### Try it
Read through the data and report every line in which the word "contains" occurs.

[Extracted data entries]
[Start of Attachment]
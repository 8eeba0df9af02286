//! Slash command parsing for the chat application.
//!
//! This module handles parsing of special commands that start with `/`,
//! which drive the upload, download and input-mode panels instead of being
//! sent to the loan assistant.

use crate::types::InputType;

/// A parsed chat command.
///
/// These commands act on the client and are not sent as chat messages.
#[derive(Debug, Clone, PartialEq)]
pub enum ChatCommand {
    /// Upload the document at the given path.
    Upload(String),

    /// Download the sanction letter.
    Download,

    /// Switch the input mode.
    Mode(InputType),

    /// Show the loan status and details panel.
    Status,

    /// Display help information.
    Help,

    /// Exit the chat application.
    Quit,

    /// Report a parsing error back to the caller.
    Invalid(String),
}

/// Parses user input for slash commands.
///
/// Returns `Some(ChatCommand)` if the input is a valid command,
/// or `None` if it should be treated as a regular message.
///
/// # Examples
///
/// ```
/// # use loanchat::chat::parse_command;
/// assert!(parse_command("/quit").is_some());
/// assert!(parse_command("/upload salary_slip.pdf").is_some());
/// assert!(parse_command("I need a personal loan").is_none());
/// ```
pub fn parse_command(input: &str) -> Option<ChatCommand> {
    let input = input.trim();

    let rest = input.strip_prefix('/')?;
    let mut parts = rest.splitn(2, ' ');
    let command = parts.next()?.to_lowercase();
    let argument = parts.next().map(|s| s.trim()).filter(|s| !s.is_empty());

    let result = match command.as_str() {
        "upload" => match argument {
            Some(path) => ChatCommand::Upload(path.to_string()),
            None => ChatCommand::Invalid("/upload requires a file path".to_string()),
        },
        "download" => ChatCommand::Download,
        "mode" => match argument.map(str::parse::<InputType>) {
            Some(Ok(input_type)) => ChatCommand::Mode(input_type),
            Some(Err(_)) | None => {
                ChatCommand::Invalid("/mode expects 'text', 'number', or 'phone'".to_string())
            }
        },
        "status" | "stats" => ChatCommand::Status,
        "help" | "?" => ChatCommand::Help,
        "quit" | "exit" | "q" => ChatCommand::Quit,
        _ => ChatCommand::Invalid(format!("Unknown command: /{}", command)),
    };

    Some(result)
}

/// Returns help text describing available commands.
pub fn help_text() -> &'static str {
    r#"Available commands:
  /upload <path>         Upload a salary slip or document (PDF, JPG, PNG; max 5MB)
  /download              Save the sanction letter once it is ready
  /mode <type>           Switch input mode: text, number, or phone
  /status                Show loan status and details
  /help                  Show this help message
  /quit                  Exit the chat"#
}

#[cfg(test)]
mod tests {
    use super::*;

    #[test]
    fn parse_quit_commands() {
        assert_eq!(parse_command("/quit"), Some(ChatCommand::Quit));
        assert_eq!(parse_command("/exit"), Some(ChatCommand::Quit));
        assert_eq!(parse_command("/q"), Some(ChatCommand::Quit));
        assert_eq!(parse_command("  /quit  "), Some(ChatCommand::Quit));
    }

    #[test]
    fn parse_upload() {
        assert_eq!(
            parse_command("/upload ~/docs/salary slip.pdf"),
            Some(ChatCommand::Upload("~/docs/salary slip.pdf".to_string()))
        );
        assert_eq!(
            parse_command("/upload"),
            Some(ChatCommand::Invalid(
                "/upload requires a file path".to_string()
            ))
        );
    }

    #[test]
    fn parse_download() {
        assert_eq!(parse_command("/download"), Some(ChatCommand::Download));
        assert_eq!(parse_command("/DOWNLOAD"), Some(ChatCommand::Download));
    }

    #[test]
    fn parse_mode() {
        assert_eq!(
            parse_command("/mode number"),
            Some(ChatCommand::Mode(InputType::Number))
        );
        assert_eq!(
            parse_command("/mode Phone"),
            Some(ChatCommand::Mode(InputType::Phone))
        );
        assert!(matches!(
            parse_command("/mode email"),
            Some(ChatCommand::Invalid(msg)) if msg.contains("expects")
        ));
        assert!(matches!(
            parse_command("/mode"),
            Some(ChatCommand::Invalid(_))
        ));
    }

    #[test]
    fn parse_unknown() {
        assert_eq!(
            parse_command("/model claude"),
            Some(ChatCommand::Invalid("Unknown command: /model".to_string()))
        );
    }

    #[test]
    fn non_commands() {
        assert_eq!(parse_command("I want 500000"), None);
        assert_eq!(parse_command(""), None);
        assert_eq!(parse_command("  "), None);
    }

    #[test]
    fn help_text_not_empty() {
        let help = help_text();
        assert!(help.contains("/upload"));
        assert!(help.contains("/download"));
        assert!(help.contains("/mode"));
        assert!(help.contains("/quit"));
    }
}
[End of Attachment]
[Start of Attachment]
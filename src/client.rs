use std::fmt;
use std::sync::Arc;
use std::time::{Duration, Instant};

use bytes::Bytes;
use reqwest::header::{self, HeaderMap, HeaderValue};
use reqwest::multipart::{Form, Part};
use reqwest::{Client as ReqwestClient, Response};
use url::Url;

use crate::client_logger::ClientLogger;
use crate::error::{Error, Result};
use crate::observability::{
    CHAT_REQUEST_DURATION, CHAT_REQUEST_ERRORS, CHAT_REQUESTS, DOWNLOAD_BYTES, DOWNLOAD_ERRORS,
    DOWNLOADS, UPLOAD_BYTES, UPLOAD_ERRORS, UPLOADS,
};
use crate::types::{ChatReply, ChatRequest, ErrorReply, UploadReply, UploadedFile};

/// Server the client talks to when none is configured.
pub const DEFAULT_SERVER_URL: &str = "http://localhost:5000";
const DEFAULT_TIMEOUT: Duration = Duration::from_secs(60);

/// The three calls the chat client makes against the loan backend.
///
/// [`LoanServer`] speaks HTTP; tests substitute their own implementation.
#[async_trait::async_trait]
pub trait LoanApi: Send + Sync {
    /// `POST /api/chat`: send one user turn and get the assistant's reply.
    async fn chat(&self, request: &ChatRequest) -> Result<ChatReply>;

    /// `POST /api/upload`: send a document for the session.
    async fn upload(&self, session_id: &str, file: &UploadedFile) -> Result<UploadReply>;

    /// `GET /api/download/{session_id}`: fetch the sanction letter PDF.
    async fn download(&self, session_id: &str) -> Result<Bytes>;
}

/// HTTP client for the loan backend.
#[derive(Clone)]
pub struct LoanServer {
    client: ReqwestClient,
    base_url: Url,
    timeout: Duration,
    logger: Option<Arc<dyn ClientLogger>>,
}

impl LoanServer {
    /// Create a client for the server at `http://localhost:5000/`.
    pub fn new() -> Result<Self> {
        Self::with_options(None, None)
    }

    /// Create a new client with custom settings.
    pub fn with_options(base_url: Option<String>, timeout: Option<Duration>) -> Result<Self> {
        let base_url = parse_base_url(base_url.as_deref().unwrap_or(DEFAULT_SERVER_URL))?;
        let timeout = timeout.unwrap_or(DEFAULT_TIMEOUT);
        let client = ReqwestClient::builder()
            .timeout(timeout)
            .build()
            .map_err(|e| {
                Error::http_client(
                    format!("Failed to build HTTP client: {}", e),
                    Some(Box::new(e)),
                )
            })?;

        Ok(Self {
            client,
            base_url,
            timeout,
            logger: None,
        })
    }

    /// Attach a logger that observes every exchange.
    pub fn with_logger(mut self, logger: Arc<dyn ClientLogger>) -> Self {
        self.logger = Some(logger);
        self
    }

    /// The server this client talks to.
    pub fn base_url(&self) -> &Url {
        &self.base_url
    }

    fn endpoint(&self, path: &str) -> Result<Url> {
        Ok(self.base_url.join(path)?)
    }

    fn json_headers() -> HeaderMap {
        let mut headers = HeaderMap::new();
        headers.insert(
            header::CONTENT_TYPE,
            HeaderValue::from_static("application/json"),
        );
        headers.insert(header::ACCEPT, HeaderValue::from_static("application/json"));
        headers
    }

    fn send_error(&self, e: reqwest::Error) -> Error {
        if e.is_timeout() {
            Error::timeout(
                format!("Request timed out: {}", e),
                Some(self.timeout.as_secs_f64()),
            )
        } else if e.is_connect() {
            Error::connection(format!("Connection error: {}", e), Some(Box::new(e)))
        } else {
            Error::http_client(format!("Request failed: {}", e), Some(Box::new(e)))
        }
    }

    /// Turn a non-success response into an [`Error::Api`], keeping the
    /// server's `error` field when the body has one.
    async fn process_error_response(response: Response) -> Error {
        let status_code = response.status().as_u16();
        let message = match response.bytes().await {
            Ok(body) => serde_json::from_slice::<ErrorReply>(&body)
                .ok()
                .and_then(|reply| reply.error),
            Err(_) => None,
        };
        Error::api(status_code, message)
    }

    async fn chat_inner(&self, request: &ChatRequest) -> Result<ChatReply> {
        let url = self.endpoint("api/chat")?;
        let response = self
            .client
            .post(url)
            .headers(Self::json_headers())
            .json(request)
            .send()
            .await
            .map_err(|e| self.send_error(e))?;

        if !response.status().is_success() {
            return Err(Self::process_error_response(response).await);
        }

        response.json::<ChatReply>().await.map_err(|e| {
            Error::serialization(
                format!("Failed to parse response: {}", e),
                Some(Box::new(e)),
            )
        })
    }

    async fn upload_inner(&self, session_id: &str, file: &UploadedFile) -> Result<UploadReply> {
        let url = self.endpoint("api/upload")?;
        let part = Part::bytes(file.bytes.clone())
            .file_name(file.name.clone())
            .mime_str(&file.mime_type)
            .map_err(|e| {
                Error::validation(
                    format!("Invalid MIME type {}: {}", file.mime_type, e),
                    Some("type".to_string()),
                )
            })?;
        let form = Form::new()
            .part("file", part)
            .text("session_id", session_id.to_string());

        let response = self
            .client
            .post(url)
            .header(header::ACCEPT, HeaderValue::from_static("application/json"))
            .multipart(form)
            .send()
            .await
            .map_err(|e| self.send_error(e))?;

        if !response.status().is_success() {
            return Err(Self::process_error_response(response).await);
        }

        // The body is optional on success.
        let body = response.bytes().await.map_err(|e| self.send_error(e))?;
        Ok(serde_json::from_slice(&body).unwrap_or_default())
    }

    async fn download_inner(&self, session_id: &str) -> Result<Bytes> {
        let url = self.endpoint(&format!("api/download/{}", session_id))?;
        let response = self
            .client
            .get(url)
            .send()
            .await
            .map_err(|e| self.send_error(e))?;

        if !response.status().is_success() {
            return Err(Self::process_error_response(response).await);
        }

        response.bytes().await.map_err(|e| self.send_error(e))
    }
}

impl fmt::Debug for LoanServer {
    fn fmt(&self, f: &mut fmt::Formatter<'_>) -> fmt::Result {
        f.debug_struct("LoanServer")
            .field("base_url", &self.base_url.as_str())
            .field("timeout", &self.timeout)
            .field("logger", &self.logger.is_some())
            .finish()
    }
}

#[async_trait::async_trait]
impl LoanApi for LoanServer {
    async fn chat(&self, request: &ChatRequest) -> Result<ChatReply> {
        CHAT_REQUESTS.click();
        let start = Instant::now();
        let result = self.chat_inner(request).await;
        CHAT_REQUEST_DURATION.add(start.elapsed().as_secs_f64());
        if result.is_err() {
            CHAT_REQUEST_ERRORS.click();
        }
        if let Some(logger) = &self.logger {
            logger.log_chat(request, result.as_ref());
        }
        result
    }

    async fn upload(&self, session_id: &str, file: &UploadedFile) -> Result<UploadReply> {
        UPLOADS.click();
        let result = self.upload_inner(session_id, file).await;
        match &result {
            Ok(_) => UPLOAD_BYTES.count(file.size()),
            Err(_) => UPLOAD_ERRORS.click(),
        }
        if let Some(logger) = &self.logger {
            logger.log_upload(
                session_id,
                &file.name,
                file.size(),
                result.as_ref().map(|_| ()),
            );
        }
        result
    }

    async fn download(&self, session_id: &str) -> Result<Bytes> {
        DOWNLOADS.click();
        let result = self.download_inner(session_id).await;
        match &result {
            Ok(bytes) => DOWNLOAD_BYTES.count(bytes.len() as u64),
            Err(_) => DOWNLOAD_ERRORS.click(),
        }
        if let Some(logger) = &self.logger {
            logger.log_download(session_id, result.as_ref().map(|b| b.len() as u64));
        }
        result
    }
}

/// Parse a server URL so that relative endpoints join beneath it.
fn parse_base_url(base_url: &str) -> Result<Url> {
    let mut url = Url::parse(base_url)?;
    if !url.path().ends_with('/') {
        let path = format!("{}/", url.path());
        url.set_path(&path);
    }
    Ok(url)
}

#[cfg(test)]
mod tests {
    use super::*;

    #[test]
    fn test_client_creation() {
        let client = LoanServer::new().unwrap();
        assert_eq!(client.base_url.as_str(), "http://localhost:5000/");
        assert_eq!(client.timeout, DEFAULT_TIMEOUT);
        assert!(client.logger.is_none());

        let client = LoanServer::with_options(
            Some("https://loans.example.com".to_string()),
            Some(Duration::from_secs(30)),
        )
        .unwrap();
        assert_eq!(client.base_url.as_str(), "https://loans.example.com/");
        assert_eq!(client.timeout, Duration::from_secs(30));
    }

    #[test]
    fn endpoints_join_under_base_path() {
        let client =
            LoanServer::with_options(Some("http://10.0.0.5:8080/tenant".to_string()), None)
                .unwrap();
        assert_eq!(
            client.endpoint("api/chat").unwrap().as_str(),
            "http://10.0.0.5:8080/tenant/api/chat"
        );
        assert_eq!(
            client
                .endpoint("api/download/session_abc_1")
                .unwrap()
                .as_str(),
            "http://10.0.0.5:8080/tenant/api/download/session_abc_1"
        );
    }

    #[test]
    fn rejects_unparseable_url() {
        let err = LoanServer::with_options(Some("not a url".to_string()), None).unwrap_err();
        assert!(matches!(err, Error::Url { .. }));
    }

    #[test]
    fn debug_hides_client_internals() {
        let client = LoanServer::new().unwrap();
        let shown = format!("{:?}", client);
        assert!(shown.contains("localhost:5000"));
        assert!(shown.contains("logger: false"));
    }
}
[End of Attachment]
### Solution to this task
            Some(ChatCommand::Invalid(msg)) if msg.contains("expects")
        assert!(help.contains("/upload"));
        assert!(help.contains("/download"));
        assert!(help.contains("/mode"));
        assert!(help.contains("/quit"));
        assert!(shown.contains("localhost:5000"));
        assert!(shown.contains("logger: false"));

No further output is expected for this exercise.